SUPREME COURT OF THE STATE OF NEW YORK TRIAL/IAS PART 31 NASSAU COUNTY
Feb 3, 2012
2012 N.Y. Slip Op. 30378 (N.Y. Sup. Ct. 2012)

Opinion

Index No.: 16427/09 Motion Seq. No.: 05

02-03-2012

JOAO SILVA, as Executor of the Estate of LEONOR SILVA, LEONOR SILVA, Individually and MARIA GOMES, as Trustee for the JOAN SILVA TRUST, Plaintiffs, v. ALMIRA ORFAO a/k/a ALMIRA ROCHA, Defendant.


SHORT FORM ORDER

PRESENT: HON.

Acting Supreme Court Justice

The following papers have been read on this motion:

+-----------------------------------------------------------------------------+ ¦ ¦Papers Numbered¦ +-------------------------------------------------------------+---------------¦ ¦Notice of Motion. Affirmation with Combined Memorandum of ¦ ¦ ¦Law, ¦ ¦ +-------------------------------------------------------------+---------------¦ ¦Affidavit and Exhibits ¦1 ¦ +-------------------------------------------------------------+---------------¦ ¦Affirmation in Opposition and Exhibits ¦2 ¦ +-------------------------------------------------------------+---------------¦ ¦Reply Affirmation ¦3 ¦ +-----------------------------------------------------------------------------+

Upon the foregoing papers, it is ordered that the motion is decided as follows:

Plaintiffs' current attorneys move for an order determining and extinguishing the fee claims of plaintiffs' former attorneys and for imposition of sanctions and attorneys fees incurred by plaintiffs.

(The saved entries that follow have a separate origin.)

use std::str::FromStr;
use async_trait::async_trait;
use tracing::{debug, error, info, trace, warn};

use esb_common::MediationError;

use crate::context::MessageContext;
use crate::mediator::Mediator;

#[derive(Debug, Clone, Copy, PartialEq, Eq)]
pub enum LogLevel {
    Trace,
    Debug,
    Info,
    Warn,
    Error,
}

impl FromStr for LogLevel {
    type Err = String;

    fn from_str(s: &str) -> Result<Self, Self::Err> {
        match s.to_ascii_lowercase().as_str() {
            "trace" => Ok(Self::Trace),
            "debug" => Ok(Self::Debug),
            "info" => Ok(Self::Info),
            "warn" | "warning" => Ok(Self::Warn),
            "error" => Ok(Self::Error),
            other => Err(format!("unknown log level {}", other)),
        }
    }
}

/// Logs a message line with selected properties of the context
pub struct LogMediator {
    level: LogLevel,
    message: Option<String>,
    properties: Vec<String>,
}

impl LogMediator {
    pub fn new(level: LogLevel, message: Option<String>, properties: Vec<String>) -> Self {
        Self {
            level,
            message,
            properties,
        }
    }

    fn selected(&self, ctx: &MessageContext) -> serde_json::Value {
        let selected: serde_json::Map<String, serde_json::Value> = self
            .properties
            .iter()
            .filter_map(|key| ctx.property(key).map(|v| (key.clone(), v.clone())))
            .collect();
        serde_json::Value::Object(selected)
    }
}

#[async_trait]
impl Mediator for LogMediator {
    async fn mediate(&self, ctx: &mut MessageContext) -> Result<bool, MediationError> {
        let message = self.message.as_deref().unwrap_or("Log mediator");
        let id = ctx.message_id();
        let props = self.selected(ctx);
        let direction = if ctx.is_response { "response" } else { "request" };

        match self.level {
            LogLevel::Trace => trace!(message_id = %id, direction, properties = %props, envelope = %ctx.envelope.body_str(), "{}", message),
            LogLevel::Debug => debug!(message_id = %id, direction, properties = %props, "{}", message),
            LogLevel::Info => info!(message_id = %id, direction, properties = %props, "{}", message),
            LogLevel::Warn => warn!(message_id = %id, direction, properties = %props, "{}", message),
            LogLevel::Error => error!(message_id = %id, direction, properties = %props, "{}", message),
        }
        Ok(true)
    }

    fn name(&self) -> &str {
        "log"
    }
}

#[cfg(test)]
mod tests {
    use super::*;

    #[test]
    fn test_level_parsing() {
        assert_eq!("WARN".parse::<LogLevel>().unwrap(), LogLevel::Warn);
        assert!("loud".parse::<LogLevel>().is_err());
    }
}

Plaintiff's former attorneys, Horowitz, Tannenbaum & Silver, PC ("HTS"), oppose the motion.

The mother of plaintiff Joao Silva was killed in a two vehicle automobile accident on April 8, 2008. The decedent was a passenger in a vehicle driven by an aunt, defendant Almira Orfao a/k/a Almira Rocha. Plaintiff Joao Silva signed a retainer agreement, dated April 10, 2008, with HTS, "for all purposes in connection with injuries and damages" arising out of the accident. HTS had obtained offers of settlement from the two insurance carriers of the two drivers involved in the accident, when it discovered that plaintiff Joao Silva had retained Grunwald & Seman PC, plaintiffs' current attorneys.

Plaintiff Joao Silva avers that, when HTS refused to commence a wrongful death action, he discharged them during a telephone conversation in late February or early March of 2009. HTS corresponded with plaintiff Joao Silva in March and April of 2009, advising him of the settlement offers in the total amount of $57,500.00 and their attorneys' lien on that amount.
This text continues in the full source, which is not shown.